Text and illustrations

By Ria Hörter

Although dogs have been our companions for millennia, we have to guess at what prehistoric dogs looked like exactly. One thing we do know for sure, though, is the work they did. They followed the prey, drove the flocks and herds, guarded livestock and defended their owners’ property.

The Dog of the Barbarians
Some historians speculate that the Chow Chow, known in China for 2,000 years, was developed in Arctic Asia about 3,000 years ago. The dog did not look exactly like the present-day Chow Chow, but was a square-built animal that resembled a lion.
The Complete Dog Book published by the American Kennel Club in 1935, speculated that the Chow originated in northern Siberia. As the property of nomads, these dogs would have arrived in China via Mongolia. It seemed that they were used as war dogs. People named the breed man kou, meaning “dog of the Barbarians.”
It has been a long road, from war dog via gun dog, to guard dog and sled dog, later cloister dog and farm dog. For thousands of years, they served the people of China, and were regarded as valuable companions.

Uncivilized and Underdeveloped
We make a big leap in time to the Han Dynasty, the second imperial dynasty in China (206 bc-ad 220) when the Chow Chow was depicted in pottery with a number of familiar characteristics: square-built body, erect ears, a heavy coat around the neck and the tail curled over the back.
When the Lama monasteries were developed in Mongolia and Tibet, the Chow Chow played a role as gun dog and guard dog. At the Chinese imperial court, the Chow was a companion dog as were the Pekingese and Tibetan Spaniel.
One of the theories is that employees of the Dutch East India Company (1602-1799), which had established a trading house (factory) in Guangzhou (Canton) in 1729, took the Chow Chow to Europe. The Chinese term for the trading houses where China’s Western trade was restricted in The Thirteen Factories area of Canton,was Houses of the Barbarians. In other words, Westerners were considered to be uncivilized and underdeveloped.
The origin of the name of the breed is more or less unknown. Apart from “edible dog from China,” the breed was called Wonk or Lang Kou (wolf dog), Hsiung Kou (bear dog) and Hek she (black tongue).

Meat Festival
As farm dogs, they guarded, hunted, hauled, and tidied up small vermin.

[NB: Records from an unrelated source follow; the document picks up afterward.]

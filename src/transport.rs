//! Outbound transport to peer nodes.
//!
//! [`send_command`] opens a short-timeout TCP connection, flushes one
//! [`CommandBuffer`], and optionally waits (bounded) for one reply as proof
//! that the peer is alive. It runs on the command-processing thread, so every
//! socket call carries one of the fixed timeouts from [`crate::constants`].
//!
//! # Outcomes
//!
//! ```text
//! connect ──fail──► Unreachable
//!    │
//! write ────fail──► Unreachable
//!    │
//! wait? ──no──────► Ok(stream)            fire-and-forget
//!    │
//! one reply in 100ms? ──no──► Unresponsive
//!    │
//!    └──────────────► Ok(stream)          peer is alive
//! ```
//!
//! The buffer is moved in and dropped before return on every branch; the
//! reply reader and read scratch are locals and go with it. A failed call
//! never hands back a stream.

use std::io::{ErrorKind, Read, Write};
use std::net::{SocketAddr, TcpStream, ToSocketAddrs};
use std::time::Instant;

use crate::constants::{CONNECT_TIMEOUT, LIVENESS_TIMEOUT, WRITE_TIMEOUT};
use crate::protocol::{CommandBuffer, ReplyReader};

/// Host and port of a peer node, as given by a caller.
#[derive(Debug, Clone, PartialEq, Eq, Hash)]
pub struct RemoteAddr {
    /// Hostname or IP literal.
    pub host: String,
    /// TCP port.
    pub port: u16,
}

impl RemoteAddr {
    /// Create an address from its parts.
    pub fn new(host: impl Into<String>, port: u16) -> Self {
        Self {
            host: host.into(),
            port,
        }
    }

    /// Resolve to the first socket address.
    ///
    /// IP literals resolve without a lookup; hostnames go through the system
    /// resolver, which is not covered by the connect timeout.
    fn resolve(&self) -> std::io::Result<SocketAddr> {
        (self.host.as_str(), self.port)
            .to_socket_addrs()?
            .next()
            .ok_or_else(|| std::io::Error::new(ErrorKind::NotFound, "no address for host"))
    }
}

impl std::fmt::Display for RemoteAddr {
    fn fmt(&self, f: &mut std::fmt::Formatter<'_>) -> std::fmt::Result {
        write!(f, "{}:{}", self.host, self.port)
    }
}

impl From<SocketAddr> for RemoteAddr {
    fn from(addr: SocketAddr) -> Self {
        Self::new(addr.ip().to_string(), addr.port())
    }
}

/// Broad class of a transport failure, as seen by callers.
#[derive(Debug, Clone, Copy, PartialEq, Eq)]
pub enum FailureClass {
    /// No connection could be made or the buffer could not be flushed.
    Unreachable,
    /// Connected, but no reply arrived in time or the socket failed.
    Unresponsive,
}

/// Why a [`send_command`] call failed.
#[derive(Debug)]
pub enum TransportError {
    /// Address resolution or TCP connect failed.
    Connect(std::io::Error),
    /// The buffer could not be fully written.
    Write(std::io::Error),
    /// No complete reply within the liveness bound.
    LivenessTimeout,
    /// The socket reported an error or hangup while waiting for the reply.
    LivenessError(String),
}

impl TransportError {
    /// Collapse into the caller-facing class.
    pub fn class(&self) -> FailureClass {
        match self {
            Self::Connect(_) | Self::Write(_) => FailureClass::Unreachable,
            Self::LivenessTimeout | Self::LivenessError(_) => FailureClass::Unresponsive,
        }
    }
}

impl std::fmt::Display for TransportError {
    fn fmt(&self, f: &mut std::fmt::Formatter<'_>) -> std::fmt::Result {
        match self {
            Self::Connect(e) => write!(f, "Connect failed: {e}"),
            Self::Write(e) => write!(f, "Write failed: {e}"),
            Self::LivenessTimeout => write!(f, "Peer did not reply within {LIVENESS_TIMEOUT:?}"),
            Self::LivenessError(msg) => write!(f, "Peer failed while waiting for reply: {msg}"),
        }
    }
}

impl std::error::Error for TransportError {
    fn source(&self) -> Option<&(dyn std::error::Error + 'static)> {
        match self {
            Self::Connect(e) | Self::Write(e) => Some(e),
            Self::LivenessTimeout | Self::LivenessError(_) => None,
        }
    }
}

/// Deliver `buffer` to `addr`, optionally waiting for one reply.
///
/// With `wait_for_liveness = false` the call returns as soon as the buffer
/// is written; nothing is read. With `true`, exactly one reply must arrive
/// within [`LIVENESS_TIMEOUT`]; its content is discarded.
///
/// On success the open stream is returned so the caller can close it or
/// promote it to a long-lived subscriber.
pub fn send_command(
    addr: &RemoteAddr,
    buffer: CommandBuffer,
    wait_for_liveness: bool,
) -> Result<TcpStream, TransportError> {
    let stream = connect(addr)?;

    stream
        .set_write_timeout(Some(WRITE_TIMEOUT))
        .map_err(TransportError::Write)?;
    // write_all retries partial writes until the buffer is flushed.
    (&stream)
        .write_all(buffer.as_bytes())
        .map_err(TransportError::Write)?;
    log::trace!("[Transport] Wrote {} bytes to {addr}", buffer.len());
    drop(buffer);

    if wait_for_liveness {
        await_one_reply(&stream)?;
        log::debug!("[Transport] Peer {addr} is alive");
    }

    Ok(stream)
}

fn connect(addr: &RemoteAddr) -> Result<TcpStream, TransportError> {
    let socket_addr = addr.resolve().map_err(TransportError::Connect)?;
    let stream =
        TcpStream::connect_timeout(&socket_addr, CONNECT_TIMEOUT).map_err(TransportError::Connect)?;
    // Small command frames; don't let Nagle hold them back.
    let _ = stream.set_nodelay(true);
    Ok(stream)
}

/// Read until one complete reply has arrived or the liveness bound expires.
fn await_one_reply(stream: &TcpStream) -> Result<(), TransportError> {
    let deadline = Instant::now() + LIVENESS_TIMEOUT;
    let mut reader = ReplyReader::new();
    let mut chunk = [0u8; 512];

    loop {
        let remaining = deadline.saturating_duration_since(Instant::now());
        if remaining.is_zero() {
            return Err(TransportError::LivenessTimeout);
        }
        stream
            .set_read_timeout(Some(remaining))
            .map_err(|e| TransportError::LivenessError(e.to_string()))?;

        match (&*stream).read(&mut chunk) {
            Ok(0) => {
                return Err(TransportError::LivenessError(
                    "connection closed by peer".to_string(),
                ))
            }
            Ok(n) => {
                reader.feed(&chunk[..n]);
                match reader.next_reply() {
                    Ok(Some(_reply)) => break,
                    Ok(None) => {}
                    Err(e) => return Err(TransportError::LivenessError(e.to_string())),
                }
            }
            Err(e) if matches!(e.kind(), ErrorKind::WouldBlock | ErrorKind::TimedOut) => {
                return Err(TransportError::LivenessTimeout);
            }
            Err(e) if e.kind() == ErrorKind::Interrupted => {}
            Err(e) => return Err(TransportError::LivenessError(e.to_string())),
        }
    }

    // Promoted connections are write-only from here on.
    let _ = stream.set_read_timeout(None);
    Ok(())
}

But most importantly, they were valued for their coat and meat. For Westerners, dog breeding for consumption or fur is unacceptable. In 1915, the Chinese government forbade the breeding and/or killing of dogs for these purposes; Peking ratified this law in 1928. But during my visits to China in the 1980s, I saw dogs for sale for consumption; and 10,000 to 15,000 dogs are eaten annually during the 10-day Yulin Dog Meat Festival held every year since 2009 at Yulin, Guangxi.
In 2016, Dutch breeders, exhibitors and fanciers confronted two members of the Dutch Kennel Club, both international show judges, who had accepted the invitation of the Chinese Kennel Club to judge at the 2019 World Dog Show in Shanghai. After loud protests by Dutch dog fanciers, the two judges canceled their assignments.

Communism
The first dog show in China was organized in Shanghai in 1887. Fifty years later, the 1936 Chinese Kennel Union (CKU) yearbook stated that as many as 89 Chows were entered that year in 1936. The dogs varied in type; some looked “like a bear,” others had a “fox head” or deep sunken eyes and “too many skin folds.” Early Chows were illustrated by paintings by R.S. Mosely (1897) and Gustav Muss-Arnolt (ca. 1920).
The CKU seemed to disappear shortly after the Second World War. A general ban on keeping dogs was enacted in 1961. For many years, the Chinese government had been facing the problem of more than half a billion people that must be fed; pet dogs were seen as purely luxury animals that did not fit into the ideas of Communism.
Gradually, the People’s Republic of China changed their opinion about dogs, and keeping them was no longer forbidden. Interest in national dog breeds – for example, the Shar Pei, Pekingese, Shih Tzu and Chinese Crested – grew.
I made my first trip to Wales in the 1970s. As a breeder, owner and exhibitor of Welsh Springer Spaniels, I expected to see many Welsh Springers on the streets, but I did not see a single one except at dog shows. The same thing happened during my trips to China; not a single Chow Chow on the streets!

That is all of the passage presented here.